Tejani Ali S, Ng Yee S, Xi Yin, Fielding Julia R, Browning Travis G, Rayan Jesse C
Department of Radiology, University of Texas Southwestern Medical Center, 5323 Harry Hines Blvd, Dallas, TX 75390.
Radiol Artif Intell. 2022 Jun 29;4(4):e220007. doi: 10.1148/ryai.220007. eCollection 2022 Jul.
To develop and evaluate domain-specific and pretrained bidirectional encoder representations from transformers (BERT) models in a transfer learning task on varying training dataset sizes to annotate a larger overall dataset.
The authors retrospectively reviewed 69 095 anonymized adult chest radiograph reports (reports dated April 2020-March 2021). From the overall cohort, 1004 reports were randomly selected and labeled for the presence or absence of each of the following devices: endotracheal tube (ETT), enterogastric tube (NGT, or Dobhoff tube), central venous catheter (CVC), and Swan-Ganz catheter (SGC). Pretrained transformer models (BERT, PubMedBERT, DistilBERT, RoBERTa, and DeBERTa) were trained, validated, and tested on 60%, 20%, and 20%, respectively, of these reports through fivefold cross-validation. Additional training involved varying dataset sizes with 5%, 10%, 15%, 20%, and 40% of the 1004 reports. The best-performing epochs were used to assess area under the receiver operating characteristic curve (AUC) and determine run time on the overall dataset.
The highest average AUCs from fivefold cross-validation were 0.996 for ETT (RoBERTa), 0.994 for NGT (RoBERTa), 0.991 for CVC (PubMedBERT), and 0.98 for SGC (PubMedBERT). DeBERTa demonstrated the highest AUC for each support device trained on 5% of the training set. PubMedBERT showed a higher AUC with a decreasing training set size compared with BERT. Training and validation time was shortest for DistilBERT at 3 minutes 39 seconds on the annotated cohort.
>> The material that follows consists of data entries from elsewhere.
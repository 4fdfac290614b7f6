use axum::{
    extract::{Path, Query, State},
    response::IntoResponse,
    Json,
};
use serde_json::json;
use tracing::{info, instrument};
use uuid::Uuid;

use crate::{
    auth::jwt::AuthUser,
    error::{ApiError, ApiResponse, ApiResult},
    house::dto::{
        CreateHouseServiceRequest, HouseServiceQuery, HouseServiceResponse,
        UpdateHouseServiceRequest, DEFAULT_RADIUS_KM,
    },
    house::repo,
    listings::{geo_filter, offset, parse_limit, parse_page, ListPage},
    state::AppState,
};

#[instrument(skip(state, user, payload))]
pub async fn create_house_service(
    State(state): State<AppState>,
    AuthUser(user): AuthUser,
    Json(payload): Json<CreateHouseServiceRequest>,
) -> ApiResult<impl IntoResponse> {
    let new_service = payload.into_validated()?;
    let service = repo::insert(&state.db, user.id, new_service).await?;

    info!(service_id = %service.id, provider = %user.id, "house service created");
    Ok(ApiResponse::created(
        HouseServiceResponse::from(service),
        "Service successfully listed",
    ))
}

#[instrument(skip(state, user, payload))]
pub async fn update_house_service(
    State(state): State<AppState>,
    AuthUser(user): AuthUser,
    Path(id): Path<Uuid>,
    Json(payload): Json<UpdateHouseServiceRequest>,
) -> ApiResult<impl IntoResponse> {
    let mut service = repo::find_by_id(&state.db, id)
        .await?
        .ok_or_else(|| ApiError::NotFound("Service not found".into()))?;
    if service.provider != user.id {
        return Err(ApiError::Forbidden(
            "Only the service provider can edit the listing".into(),
        ));
    }

    if let Some(name) = payload.service {
        if !name.trim().is_empty() {
            service.service = name.trim().to_string();
        }
    }
    if let Some(charge) = payload.charge {
        if charge < 0.0 {
            return Err(ApiError::BadRequest("Charge must be positive".into()));
        }
        service.charge = charge;
    }
    if let Some(timings) = payload.timings {
        service.timings.0.merge(timings)?;
    }
    if let Some(location) = payload.location {
        location.validate()?;
        service.longitude = location.longitude();
        service.latitude = location.latitude();
    }

    let updated = repo::update(&state.db, &service).await?;
    info!(service_id = %updated.id, "house service updated");
    Ok(ApiResponse::ok(
        HouseServiceResponse::from(updated),
        "Successfully updated the service",
    ))
}

#[instrument(skip(state, user))]
pub async fn delete_house_service(
    State(state): State<AppState>,
    AuthUser(user): AuthUser,
    Path(id): Path<Uuid>,
) -> ApiResult<impl IntoResponse> {
    let service = repo::find_by_id(&state.db, id)
        .await?
        .ok_or_else(|| ApiError::NotFound("Service not found".into()))?;
    if service.provider != user.id {
        return Err(ApiError::Forbidden(
            "Only the service provider can delete the listing".into(),
        ));
    }

    repo::delete(&state.db, service.id).await?;
    info!(service_id = %service.id, "house service deleted");
    Ok(ApiResponse::ok(json!({}), "Successfully deleted the service"))
}

#[instrument(skip(state))]
pub async fn all_house_services(
    State(state): State<AppState>,
    Query(q): Query<HouseServiceQuery>,
) -> ApiResult<impl IntoResponse> {
    let page = parse_page(&q.page);
    let limit = parse_limit(&q.limit);
    let geo = geo_filter(&q.lat, &q.lng, &q.radius, DEFAULT_RADIUS_KM);

    let (services, total) = repo::search(&state.db, &q, &geo, limit, offset(page, limit)).await?;
    Ok(ApiResponse::ok(
        ListPage {
            items: services
                .into_iter()
                .map(HouseServiceResponse::from)
                .collect::<Vec<_>>(),
            total,
        },
        "Fetched house services",
    ))
}

#[instrument(skip(state, user))]
pub async fn my_house_services(
    State(state): State<AppState>,
    AuthUser(user): AuthUser,
) -> ApiResult<impl IntoResponse> {
    let services = repo::list_by_provider(&state.db, user.id).await?;
    Ok(ApiResponse::ok(
        services
            .into_iter()
            .map(HouseServiceResponse::from)
            .collect::<Vec<_>>(),
        "Fetched your house services",
    ))
}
Pretrained and domain-specific transformer models required small training datasets and short training times to create a highly accurate final model that expedites autonomous annotation of large datasets. Informatics, Named Entity Recognition, Transfer Learning . ©RSNA, 2022See also the commentary by Zech in this issue.
在不同训练数据集大小的迁移学习任务中开发并评估特定领域的预训练变换器双向编码器表征(BERT)模型,以注释更大的整体数据集。
作者回顾性分析了69095份匿名成人胸部X光报告(报告日期为2020年4月至2021年3月)。从整个队列中随机选择1004份报告,并标记以下每种设备的有无:气管内插管(ETT)、鼻胃管(NGT,或多夫管)、中心静脉导管(CVC)和 Swan-Ganz 导管(SGC)。通过五折交叉验证,分别在这些报告的60%、20%和20%上对预训练变换器模型(BERT、PubMedBERT、DistilBERT、RoBERTa 和 DeBERTa)进行训练、验证和测试。额外训练涉及使用1004份报告中的5%、10%、15%、20%和40%来改变数据集大小。使用表现最佳的轮次来评估受试者操作特征曲线下面积(AUC),并确定在整个数据集上的运行时间。
五折交叉验证的最高平均AUC分别为:ETT为0.996(RoBERTa)、NGT为0.994(RoBERTa)、CVC为0.991(PubMedBERT)、SGC为0.98(PubMedBERT)。对于在5%训练集上训练的每种支持设备,DeBERTa的AUC最高。与BERT相比,PubMedBERT在训练集大小减少时显示出更高的AUC。在注释队列上,DistilBERT的训练和验证时间最短,为3分39秒。
预训练的特定领域变换器模型需要小训练数据集和短训练时间来创建高度准确的最终模型,从而加快大型数据集的自动注释。信息学、命名实体识别、迁移学习。©RSNA,2022 另见本期泽赫的评论。